Saturday Night Ghost Club – Review

Saturday Night Ghost Club
3 Stars
3 Skulls

The Saturday Night Ghost Club

by Craig Davidson

Penguin Books, 2019

224 pages

Young Adult (14+)

 

This is a ghost story, but not a scary paranormal fright-fest. It’s about the ghosts of the past.

Outcast Jake meets Billy Yellowbird at his Uncle’s tourist-trap crystals and magic shop, “The Occultorium.” Soon after he realizes Billy’s sister Dove is the stranger who saved him from a whooping from some bullies. She’s an energetic firecracker beset with wanderlust, desperately seeking excitement in the backwoods town her low-income parents landed her in. Except it’s not a small town, it’s Niagara Falls. Just… not the tourist destination we all think of, it’s the back-side world of the townies, the year long residents.

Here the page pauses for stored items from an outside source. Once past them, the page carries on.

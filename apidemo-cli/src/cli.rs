use std::{
    io::{self, IsTerminal},
    path::{Path, PathBuf},
};

use anyhow::{Context, Result};
use apidemo_core::{
    ApiClient, Config, Dispatcher, Endpoints, LineSource, ReaderSource, ReqwestTransport, render,
};
use clap::{Parser, Subcommand};
use inquire::{CustomType, Text};

use crate::input::InquireSource;

/// Top-level CLI struct.
#[derive(Debug, Parser)]
#[command(name = "apidemo", version, about = "Query public REST APIs from an interactive menu")]
pub struct Cli {
    /// Read configuration from this file instead of the platform default.
    #[arg(long = "config", value_name = "FILE", global = true)]
    pub config_file: Option<PathBuf>,

    /// Log request details to stderr.
    #[arg(short, long, global = true)]
    pub verbose: bool,

    #[command(subcommand)]
    pub command: Option<Command>,
}

#[derive(Debug, Subcommand)]
pub enum Command {
    /// Run the interactive menu (the default).
    Menu,

    /// GET a path on the fake-data API and print the status and raw body.
    Fetch {
        /// Path below the API root, e.g. "posts/1" or "users".
        path: String,
    },

    /// Interactively set endpoint URLs and the request timeout.
    Configure,

    /// Inspect or reset the stored configuration.
    #[command(subcommand)]
    Config(ConfigCommand),
}

#[derive(Debug, Subcommand)]
pub enum ConfigCommand {
    /// Print where the config file lives.
    Path,
    /// Print the effective configuration as TOML.
    Show,
    /// Overwrite the config file with defaults.
    Reset,
}

impl Cli {
    pub async fn run(self) -> Result<()> {
        let path = match self.config_file {
            Some(path) => path,
            None => Config::config_file_path()?,
        };
        tracing::debug!(path = %path.display(), "using config file");

        match self.command.unwrap_or(Command::Menu) {
            Command::Menu => {
                let config = Config::load_from(&path)?;
                run_menu(&config).await
            }
            Command::Fetch { path: resource } => {
                let config = Config::load_from(&path)?;
                fetch(&config, &resource).await
            }
            Command::Configure => configure(&path),
            Command::Config(ConfigCommand::Path) => {
                println!("{}", path.display());
                Ok(())
            }
            Command::Config(ConfigCommand::Show) => {
                print!("{}", Config::load_from(&path)?.to_toml()?);
                Ok(())
            }
            Command::Config(ConfigCommand::Reset) => {
                Config::default().save_to(&path)?;
                println!("Configuration reset: {}", path.display());
                Ok(())
            }
        }
    }
}

fn client(config: &Config) -> Result<ApiClient<ReqwestTransport>> {
    let transport = ReqwestTransport::new(config.timeout())?;
    ApiClient::new(&config.endpoints, transport).context("Invalid endpoint in configuration")
}

async fn run_menu(config: &Config) -> Result<()> {
    let dispatcher = Dispatcher::new(client(config)?);

    let stdin = io::stdin();
    let mut input: Box<dyn LineSource> = if stdin.is_terminal() {
        Box::new(InquireSource)
    } else {
        Box::new(ReaderSource::new(stdin.lock()))
    };

    let mut out = io::stdout();
    dispatcher.run(input.as_mut(), &mut out).await.context("Menu session failed")
}

async fn fetch(config: &Config, resource: &str) -> Result<()> {
    let (url, response) = client(config)?.raw(resource).await?;
    render::raw_response(&mut io::stdout().lock(), &url, &response)?;
    Ok(())
}

fn configure(path: &Path) -> Result<()> {
    let mut config = Config::load_from(path)?;
    println!("Configuring endpoints ({})", path.display());

    let current = config.endpoints.clone();
    let endpoints = Endpoints {
        fake_api: ask_url("Fake-data API root:", &current.fake_api)?,
        tickers: ask_url("Ticker API root:", &current.tickers)?,
        geocoding: ask_url("Geocoding search URL:", &current.geocoding)?,
        forecast: ask_url("Forecast URL:", &current.forecast)?,
    };
    endpoints.validate().context("Refusing to save an unusable endpoint")?;

    config.endpoints = endpoints;
    config.timeout_secs = CustomType::<u64>::new("Request timeout (seconds):")
        .with_default(config.timeout_secs)
        .with_error_message("Please enter a whole number of seconds")
        .prompt()
        .context("Failed to read timeout")?;

    config.save_to(path)?;
    println!("Saved configuration to {}", path.display());
    Ok(())
}

fn ask_url(message: &str, current: &str) -> Result<String> {
    let answer = Text::new(message)
        .with_default(current)
        .prompt()
        .with_context(|| format!("Failed to read '{message}'"))?;
    Ok(answer.trim().to_string())
}
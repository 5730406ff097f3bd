use anyhow::{Context, Result, anyhow};
use directories::ProjectDirs;
use serde::{Deserialize, Serialize};
use std::{
    fs,
    path::{Path, PathBuf},
    time::Duration,
};

use crate::{client::parse_endpoint, error::ApiError};

pub const DEFAULT_FAKE_API_URL: &str = "https://jsonplaceholder.typicode.com";
pub const DEFAULT_TICKERS_URL: &str = "https://api.coinpaprika.com/v1/tickers";
pub const DEFAULT_GEOCODING_URL: &str = "https://geocoding-api.open-meteo.com/v1/search";
pub const DEFAULT_FORECAST_URL: &str = "https://api.open-meteo.com/v1/forecast";
pub const DEFAULT_TIMEOUT_SECS: u64 = 30;

/// Base URLs of the remote APIs.
///
/// Example TOML:
/// [endpoints]
/// fake_api = "https://jsonplaceholder.typicode.com"
#[derive(Debug, Clone, PartialEq, Eq, Serialize, Deserialize)]
#[serde(default)]
pub struct Endpoints {
    /// Users, posts and todos live under this root.
    pub fake_api: String,
    /// Coin id is appended as a path segment.
    pub tickers: String,
    pub geocoding: String,
    pub forecast: String,
}

impl Endpoints {
    /// Check every base URL parses and can carry a path.
    pub fn validate(&self) -> Result<(), ApiError> {
        for raw in [&self.fake_api, &self.tickers, &self.geocoding, &self.forecast] {
            parse_endpoint(raw)?;
        }
        Ok(())
    }
}

impl Default for Endpoints {
    fn default() -> Self {
        Self {
            fake_api: DEFAULT_FAKE_API_URL.to_string(),
            tickers: DEFAULT_TICKERS_URL.to_string(),
            geocoding: DEFAULT_GEOCODING_URL.to_string(),
            forecast: DEFAULT_FORECAST_URL.to_string(),
        }
    }
}

/// Top-level configuration stored on disk.
#[derive(Debug, Clone, PartialEq, Eq, Serialize, Deserialize)]
#[serde(default)]
pub struct Config {
    pub endpoints: Endpoints,

    /// Per-request timeout handed to the HTTP client.
    pub timeout_secs: u64,
}

impl Default for Config {
    fn default() -> Self {
        Self { endpoints: Endpoints::default(), timeout_secs: DEFAULT_TIMEOUT_SECS }
    }
}

impl Config {
    pub fn timeout(&self) -> Duration {
        Duration::from_secs(self.timeout_secs)
    }

    /// Load config from `path`, or defaults if it doesn't exist yet.
    pub fn load_from(path: &Path) -> Result<Self> {
        if !path.exists() {
            // First run: nothing on disk, fall back to the public endpoints.
            tracing::debug!(path = %path.display(), "no config file, using defaults");
            return Ok(Self::default());
        }

        let contents = fs::read_to_string(path)
            .with_context(|| format!("Failed to read config file: {}", path.display()))?;

        let cfg: Config = toml::from_str(&contents)
            .with_context(|| format!("Failed to parse config file: {}", path.display()))?;

        Ok(cfg)
    }

    /// Write config to `path`, creating parent directories as needed.
    pub fn save_to(&self, path: &Path) -> Result<()> {
        if let Some(parent) = path.parent() {
            fs::create_dir_all(parent).with_context(|| {
                format!("Failed to create config directory: {}", parent.display())
            })?;
        }

        fs::write(path, self.to_toml()?)
            .with_context(|| format!("Failed to write config file: {}", path.display()))?;

        Ok(())
    }

    pub fn to_toml(&self) -> Result<String> {
        toml::to_string_pretty(self).context("Failed to serialize configuration to TOML")
    }

    /// Path to the config file.
    pub fn config_file_path() -> Result<PathBuf> {
        let dirs = ProjectDirs::from("dev", "apidemo", "apidemo")
            .ok_or_else(|| anyhow!("Could not determine platform config directory"))?;

        Ok(dirs.config_dir().join("config.toml"))
    }
}
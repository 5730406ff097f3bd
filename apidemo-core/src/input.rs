use std::io::{self, BufRead, Write};

/// Where selection tokens and action parameters come from.
pub trait LineSource {
    /// Next line without its terminator; `Ok(None)` once input is exhausted.
    fn read_line(&mut self, prompt: &str) -> io::Result<Option<String>>;

    /// True if the source draws `prompt` itself (e.g. an interactive widget).
    fn shows_prompt(&self) -> bool {
        false
    }
}

/// Plain line reader over any buffered stream: piped stdin, a file, a byte slice.
#[derive(Debug)]
pub struct ReaderSource<R> {
    reader: R,
}

impl<R: BufRead> ReaderSource<R> {
    pub fn new(reader: R) -> Self {
        Self { reader }
    }
}

impl<R: BufRead> LineSource for ReaderSource<R> {
    fn read_line(&mut self, _prompt: &str) -> io::Result<Option<String>> {
        let mut buf = Vec::new();
        if self.reader.read_until(b'\n', &mut buf)? == 0 {
            return Ok(None);
        }

        if buf.ends_with(b"\n") {
            buf.pop();
            if buf.ends_with(b"\r") {
                buf.pop();
            }
        }
        // Undecodable bytes become U+FFFD; the line is then just an unknown token.
        Ok(Some(String::from_utf8_lossy(&buf).into_owned()))
    }
}

/// Show `prompt` on `out` unless the source renders it, then read one line.
pub fn ask<S, W>(input: &mut S, out: &mut W, prompt: &str) -> io::Result<Option<String>>
where
    S: LineSource + ?Sized,
    W: Write + ?Sized,
{
    if !input.shows_prompt() {
        write!(out, "{prompt}")?;
        out.flush()?;
    }
    input.read_line(prompt)
}

#[cfg(test)]
mod tests {
    use super::*;

    #[test]
    fn strips_only_the_line_terminator() {
        let mut src = ReaderSource::new(" 1 \r\nberlin\nlast".as_bytes());
        assert_eq!(src.read_line("").unwrap().as_deref(), Some(" 1 "));
        assert_eq!(src.read_line("").unwrap().as_deref(), Some("berlin"));
        assert_eq!(src.read_line("").unwrap().as_deref(), Some("last"));
        assert_eq!(src.read_line("").unwrap(), None);
    }

    #[test]
    fn empty_line_is_not_end_of_input() {
        let mut src = ReaderSource::new("\n".as_bytes());
        assert_eq!(src.read_line("").unwrap().as_deref(), Some(""));
        assert_eq!(src.read_line("").unwrap(), None);
    }

    #[test]
    fn invalid_utf8_is_replaced_not_an_error() {
        let mut src = ReaderSource::new(&b"\xff\xfe\n7\n"[..]);
        assert_eq!(src.read_line("").unwrap().as_deref(), Some("\u{FFFD}\u{FFFD}"));
        assert_eq!(src.read_line("").unwrap().as_deref(), Some("7"));
        assert_eq!(src.read_line("").unwrap(), None);
    }

    #[test]
    fn ask_echoes_prompt_for_plain_readers() {
        let mut src = ReaderSource::new("3\n".as_bytes());
        let mut out = Vec::new();
        let answer = ask(&mut src, &mut out, "Enter choice (1-7): ").unwrap();
        assert_eq!(answer.as_deref(), Some("3"));
        assert_eq!(String::from_utf8(out).unwrap(), "Enter choice (1-7): ");
    }
}
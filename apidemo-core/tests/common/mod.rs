//! Scripted transport shared by the integration tests.

#![allow(dead_code)]

use std::sync::{Arc, Mutex};

use apidemo_core::{
    ApiClient, ApiError, Dispatcher, Endpoints, HttpRequest, HttpResponse, ReaderSource,
    Transport,
};
use async_trait::async_trait;

pub const FAKE_API: &str = "http://fake.test";
pub const TICKERS: &str = "http://tickers.test/v1/tickers";
pub const GEOCODING: &str = "http://geo.test/v1/search";
pub const FORECAST: &str = "http://forecast.test/v1/forecast";

#[derive(Debug, Clone)]
enum Reply {
    Respond(HttpResponse),
    Fail(String),
}

#[derive(Debug, Default)]
struct Script {
    routes: Vec<(String, Reply)>,
    calls: Vec<HttpRequest>,
}

/// Answers by exact URL (query excluded) and records every request it sees.
/// Unscripted URLs get a 404.
#[derive(Debug, Clone, Default)]
pub struct ScriptedTransport {
    script: Arc<Mutex<Script>>,
}

impl ScriptedTransport {
    pub fn new() -> Self {
        Self::default()
    }

    pub fn respond(self, url: &str, status: u16, body: &str) -> Self {
        self.push(url, Reply::Respond(HttpResponse::new(status, body)))
    }

    pub fn fail(self, url: &str, message: &str) -> Self {
        self.push(url, Reply::Fail(message.to_string()))
    }

    pub fn calls(&self) -> Vec<HttpRequest> {
        self.script.lock().unwrap().calls.clone()
    }

    fn push(self, url: &str, reply: Reply) -> Self {
        self.script.lock().unwrap().routes.push((url.to_string(), reply));
        self
    }
}

#[async_trait]
impl Transport for ScriptedTransport {
    async fn get(&self, request: &HttpRequest) -> Result<HttpResponse, ApiError> {
        let mut script = self.script.lock().unwrap();
        script.calls.push(request.clone());

        let reply = script
            .routes
            .iter()
            .find(|(url, _)| *url == request.url)
            .map(|(_, reply)| reply.clone());

        match reply {
            Some(Reply::Respond(response)) => Ok(response),
            Some(Reply::Fail(message)) => Err(ApiError::Transport(message)),
            None => Ok(HttpResponse::new(404, "{}")),
        }
    }
}

pub fn endpoints() -> Endpoints {
    Endpoints {
        fake_api: FAKE_API.into(),
        tickers: TICKERS.into(),
        geocoding: GEOCODING.into(),
        forecast: FORECAST.into(),
    }
}

/// Drive one full menu session over `input` and return everything printed.
pub async fn run_session(transport: &ScriptedTransport, input: &str) -> String {
    run_session_bytes(transport, input.as_bytes()).await
}

/// Like [`run_session`], for input that need not be valid UTF-8.
pub async fn run_session_bytes(transport: &ScriptedTransport, input: &[u8]) -> String {
    let client = ApiClient::new(&endpoints(), transport.clone()).expect("test endpoints are valid");
    let dispatcher = Dispatcher::new(client);

    let mut source = ReaderSource::new(input);
    let mut out = Vec::new();
    dispatcher.run(&mut source, &mut out).await.expect("writing to a Vec never fails");

    String::from_utf8(out).expect("output is UTF-8")
}

pub fn todos_json(count: usize, user_id: u64) -> String {
    let items: Vec<String> = (1..=count)
        .map(|n| {
            format!(
                r#"{{"userId":{user_id},"id":{n},"title":"todo number {n}","completed":{}}}"#,
                n % 3 == 0
            )
        })
        .collect();
    format!("[{}]", items.join(","))
}
//! Axum router wiring.
//!
//! Exposes `/healthz` plus the configured metrics path.

use axum::{routing::get, Router};

use crate::{app_state::AppState, ops};

pub fn build_router(state: AppState) -> Router {
    let metrics_path = state.cfg().agent.metrics_path.clone();
    Router::new()
        .route("/healthz", get(ops::healthz))
        .route(&metrics_path, get(ops::metrics))
        .with_state(state)
}
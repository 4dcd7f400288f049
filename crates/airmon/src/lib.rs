//! Top-level facade crate for airmon.
//!
//! Re-exports the core types and the agent library so users can depend on a single crate.

pub mod core {
    pub use airmon_core::*;
}

pub mod agent {
    pub use airmon_agent::*;
}
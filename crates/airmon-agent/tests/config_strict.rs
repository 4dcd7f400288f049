#![allow(clippy::unwrap_used)]
#![allow(clippy::expect_used)]
#![allow(clippy::panic)]

use airmon_agent::config;
use airmon_core::AirmonError;

#[test]
fn deny_unknown_fields_nested() {
    let bad = r#"
version: 1
agent:
  listen: "0.0.0.0:9100"
sources:
  sm300d2:
    portt: "/dev/ttyUSB0" # typo should fail
"#;

    let err = config::load_from_str(bad).expect_err("must fail");
    assert!(matches!(err, AirmonError::BadConfig(_)));
}

#[test]
fn ok_minimal_config() {
    let ok = r#"
version: 1
"#;
    let cfg = config::load_from_str(ok).expect("must parse");
    assert_eq!(cfg.version, 1);
    assert_eq!(cfg.agent.listen, "0.0.0.0:9100");
    assert_eq!(cfg.agent.metrics_path, "/metrics");
    assert_eq!(cfg.agent.capacity, 32);
    assert!(cfg.sources.sm300d2.is_none());
    assert!(cfg.sources.senseair_s8.is_none());
}

#[test]
fn source_defaults_applied() {
    let ok = r#"
version: 1
sources:
  sm300d2:
    port: "/dev/ttyUSB0"
  senseair_s8:
    port: "/dev/ttyUSB1"
"#;
    let cfg = config::load_from_str(ok).expect("must parse");
    assert_eq!(cfg.sources.sm300d2.unwrap().ttl_ms, 30_000);
    let s8 = cfg.sources.senseair_s8.unwrap();
    assert_eq!(s8.poll_interval_ms, 5_000);
    assert_eq!(s8.ttl_ms, 30_000);
}

#[test]
fn wrong_version_rejected() {
    let bad = r#"
version: 2
"#;
    let err = config::load_from_str(bad).expect_err("must fail");
    assert!(matches!(err, AirmonError::BadConfig(_)));
}

#[test]
fn capacity_out_of_range_rejected() {
    let bad = r#"
version: 1
agent:
  capacity: 0
"#;
    let err = config::load_from_str(bad).expect_err("must fail");
    assert!(matches!(err, AirmonError::BadConfig(_)));
}

#[test]
fn metrics_path_must_be_absolute() {
    let bad = r#"
version: 1
agent:
  metrics_path: "metrics"
"#;
    let err = config::load_from_str(bad).expect_err("must fail");
    assert!(matches!(err, AirmonError::BadConfig(_)));
}

#[test]
fn ttl_must_exceed_poll_interval() {
    let bad = r#"
version: 1
sources:
  senseair_s8:
    port: "/dev/ttyUSB1"
    poll_interval_ms: 5000
    ttl_ms: 5000
"#;
    let err = config::load_from_str(bad).expect_err("must fail");
    assert!(matches!(err, AirmonError::BadConfig(_)));
}
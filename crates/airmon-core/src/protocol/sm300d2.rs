//! SM300D2 seven-in-one air quality sensor (UART, 9600 8N1).
//!
//! The module pushes a fixed 17-byte frame: address, protocol version,
//! five big-endian u16 readings (eCO2, eCH2O, TVOC, PM2.5, PM10),
//! temperature and humidity as integer/fraction centi pairs, and an
//! additive checksum over the preceding 16 bytes.

use bytes::{Buf, Bytes};

use crate::error::{AirmonError, Result};

/// Fixed module address (first frame byte).
pub const SM300D2_ADDRESS: u8 = 0x3c;
/// Supported protocol version (second frame byte).
pub const SM300D2_VERSION: u8 = 0x02;
/// Full frame length in bytes.
pub const FRAME_LEN: usize = 17;

/// Physically-scaled readings of one SM300D2 frame.
#[derive(Debug, Clone, Copy, PartialEq, Eq)]
pub struct Sm300d2Data {
    /// Equivalent CO2, ppm.
    pub e_co2: u16,
    /// Equivalent CH2O, ug/m^3.
    pub e_ch2o: u16,
    /// Total volatile organic compounds, ug/m^3.
    pub tvoc: u16,
    /// PM2.5, ug/m^3.
    pub pm2_5: u16,
    /// PM10, ug/m^3.
    pub pm10: u16,
    /// Temperature in centi-degrees Celsius.
    pub temp_centi: u16,
    /// Relative humidity in centi-percent.
    pub humi_centi: u16,
}

impl Sm300d2Data {
    /// Temperature in degrees Celsius.
    pub fn temp_celsius(&self) -> f64 {
        f64::from(self.temp_centi) / 100.0
    }

    /// Relative humidity in percent.
    pub fn humi_percent(&self) -> f64 {
        f64::from(self.humi_centi) / 100.0
    }
}

/// Decode one SM300D2 frame.
///
/// Validation order: length, address, checksum, version.
pub fn decode_frame(mut buf: Bytes) -> Result<Sm300d2Data> {
    if buf.remaining() < FRAME_LEN {
        return Err(AirmonError::BadFrame(format!(
            "sm300d2 frame too short ({} < {FRAME_LEN})",
            buf.remaining()
        )));
    }

    // Additive checksum over everything before the checksum byte.
    let sum = buf
        .as_ref()
        .iter()
        .take(FRAME_LEN - 1)
        .fold(0u8, |acc, &b| acc.wrapping_add(b));

    let address = buf.get_u8();
    if address != SM300D2_ADDRESS {
        return Err(AirmonError::BadFrame(format!(
            "sm300d2 wrong address {address:#04x}"
        )));
    }

    let version = buf.get_u8();

    let e_co2 = buf.get_u16();
    let e_ch2o = buf.get_u16();
    let tvoc = buf.get_u16();
    let pm2_5 = buf.get_u16();
    let pm10 = buf.get_u16();
    let temp_int = buf.get_u8();
    let temp_frac = buf.get_u8();
    let humi_int = buf.get_u8();
    let humi_frac = buf.get_u8();

    let checksum = buf.get_u8();
    if checksum != sum {
        return Err(AirmonError::BadFrame(format!(
            "sm300d2 checksum mismatch (got {checksum:#04x}, want {sum:#04x})"
        )));
    }
    if version != SM300D2_VERSION {
        return Err(AirmonError::UnsupportedVersion);
    }

    Ok(Sm300d2Data {
        e_co2,
        e_ch2o,
        tvoc,
        pm2_5,
        pm10,
        temp_centi: u16::from(temp_int) * 100 + u16::from(temp_frac),
        humi_centi: u16::from(humi_int) * 100 + u16::from(humi_frac),
    })
}
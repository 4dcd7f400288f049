//! airmon agent library entry.
//!
//! This crate wires the config, registry, sensor source tasks, and the
//! HTTP exposition endpoint into a running agent. It is intended to be
//! consumed by the binary (`main.rs`) and by integration tests.

pub mod app_state;
pub mod config;
pub mod ops;
pub mod router;
pub mod sources;
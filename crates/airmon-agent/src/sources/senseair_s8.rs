//! SenseAir S8 source: Modbus request/response poller.
//!
//! Unlike the SM300D2 the S8 never pushes; the blocking thread writes the
//! fixed read-register request on a configured cadence and decodes the
//! 7-byte reply.

use std::io::{Read as _, Write as _};
use std::sync::Arc;
use std::time::Duration;

use async_trait::async_trait;
use bytes::Bytes;
use tokio::sync::watch;

use airmon_core::error::{AirmonError, Result};
use airmon_core::protocol::senseair_s8;
use airmon_core::{Metric, Registry};

use crate::config::SenseAirS8Config;
use crate::sources::{reopen_delay, Source};

const BAUD_RATE: u32 = 9600;
const RESPONSE_TIMEOUT: Duration = Duration::from_millis(500);

// Reopen the port after this many polls in a row have failed.
const MAX_CONSECUTIVE_FAILURES: u32 = 5;

pub struct SenseAirS8Source {
    cfg: SenseAirS8Config,
}

impl SenseAirS8Source {
    pub fn new(cfg: SenseAirS8Config) -> Self {
        Self { cfg }
    }
}

#[async_trait]
impl Source for SenseAirS8Source {
    fn name(&self) -> &'static str {
        "senseair_s8"
    }

    async fn run(self: Arc<Self>, registry: Arc<Registry>) {
        let (tx, mut rx) = watch::channel(None::<u16>);
        let cfg = self.cfg.clone();
        std::thread::spawn(move || poll_loop(cfg, tx));

        let ttl = Duration::from_millis(self.cfg.ttl_ms);
        while rx.changed().await.is_ok() {
            let latest = *rx.borrow_and_update();
            if let Some(ppm) = latest {
                registry.put(
                    Metric::gauge("senseair_s8_co2", "ppm", f64::from(ppm), 0)
                        .with_help("CO2 concentration"),
                    ttl,
                );
            }
        }
    }
}

fn poll_loop(cfg: SenseAirS8Config, tx: watch::Sender<Option<u16>>) {
    let interval = Duration::from_millis(cfg.poll_interval_ms);
    let mut retry = 0u32;
    loop {
        let mut port = match serialport::new(cfg.port.as_str(), BAUD_RATE)
            .timeout(RESPONSE_TIMEOUT)
            .flow_control(serialport::FlowControl::None)
            .open()
        {
            Ok(p) => p,
            Err(e) => {
                tracing::warn!(port = %cfg.port, error = %e, "senseair_s8 open failed, retrying");
                std::thread::sleep(reopen_delay(retry));
                retry = retry.saturating_add(1);
                continue;
            }
        };
        retry = 0;
        tracing::info!(port = %cfg.port, "senseair_s8 polling");

        let mut failures = 0u32;
        loop {
            match poll_once(port.as_mut()) {
                Ok(ppm) => {
                    failures = 0;
                    if tx.send(Some(ppm)).is_err() {
                        return;
                    }
                }
                Err(e) => {
                    failures += 1;
                    tracing::warn!(error = %e, failures, "senseair_s8 poll failed");
                    let _ = port.clear(serialport::ClearBuffer::Input);
                    if failures >= MAX_CONSECUTIVE_FAILURES {
                        tracing::warn!(port = %cfg.port, "senseair_s8 reopening port");
                        break;
                    }
                }
            }
            std::thread::sleep(interval);
        }
    }
}

fn poll_once(port: &mut dyn serialport::SerialPort) -> Result<u16> {
    port.write_all(&senseair_s8::READ_CO2_REQUEST)
        .map_err(|e| AirmonError::Io(format!("request write failed: {e}")))?;
    port.flush()
        .map_err(|e| AirmonError::Io(format!("request flush failed: {e}")))?;

    let mut resp = [0u8; senseair_s8::RESPONSE_LEN];
    port.read_exact(&mut resp)
        .map_err(|e| AirmonError::Io(format!("response read failed: {e}")))?;

    senseair_s8::decode_response(Bytes::copy_from_slice(&resp))
}
//! Metric data model: one named, typed, unit-tagged numeric value.

/// Exposition type of a series.
#[derive(Debug, Clone, Copy, PartialEq, Eq)]
pub enum MetricKind {
    /// Monotonically increasing value.
    Counter,
    /// Value that can go up and down.
    Gauge,
}

impl MetricKind {
    /// String used on the `# TYPE` line.
    pub fn as_str(self) -> &'static str {
        match self {
            MetricKind::Counter => "counter",
            MetricKind::Gauge => "gauge",
        }
    }
}

/// One metric sample as handed to the registry by a producer.
///
/// Names and descriptions are driver-fixed, so they are `&'static str` and
/// the whole record stays `Copy`. `precision` is the number of decimal
/// digits the renderer emits for `value`; it is a per-put choice, so two
/// consecutive updates to the same name may legally change it.
#[derive(Debug, Clone, Copy)]
pub struct Metric {
    /// Series name, unique among live entries.
    pub name: &'static str,
    /// Exposition type.
    pub kind: MetricKind,
    /// Optional `# HELP` text.
    pub help: Option<&'static str>,
    /// Optional `# UNIT` string.
    pub unit: Option<&'static str>,
    /// Latest reading.
    pub value: f64,
    /// Decimal digits for display.
    pub precision: usize,
}

impl Metric {
    /// Gauge with no help text.
    pub fn gauge(name: &'static str, unit: &'static str, value: f64, precision: usize) -> Self {
        Self {
            name,
            kind: MetricKind::Gauge,
            help: None,
            unit: Some(unit),
            value,
            precision,
        }
    }

    /// Attach help text.
    pub fn with_help(mut self, help: &'static str) -> Self {
        self.help = Some(help);
        self
    }
}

Smitten, Jake takes his Uncle Calvin up on his offer to explore some haunted locations on Saturday night, inviting Billy and Dove. The story is written with amazingly rich prose; three friends exploring the mysteries of a small town guided by a boy’s quirky uncle, encountering ghosts and the geography of local legends. 

Each section of the novella is prefaced with an anecdote told by a brain surgeon, little slices of life that, oddly, didn’t seem to have any connection to the following chapters. 

The kids keep it all a secret, their crazy uncle chaperoned by his friend who runs the video rental place next to the Occultorium, though they have a few close calls. They have a run in with a murderous drifter in a big junkyard, recalling the horror and coming-of-age movies of the 80’s.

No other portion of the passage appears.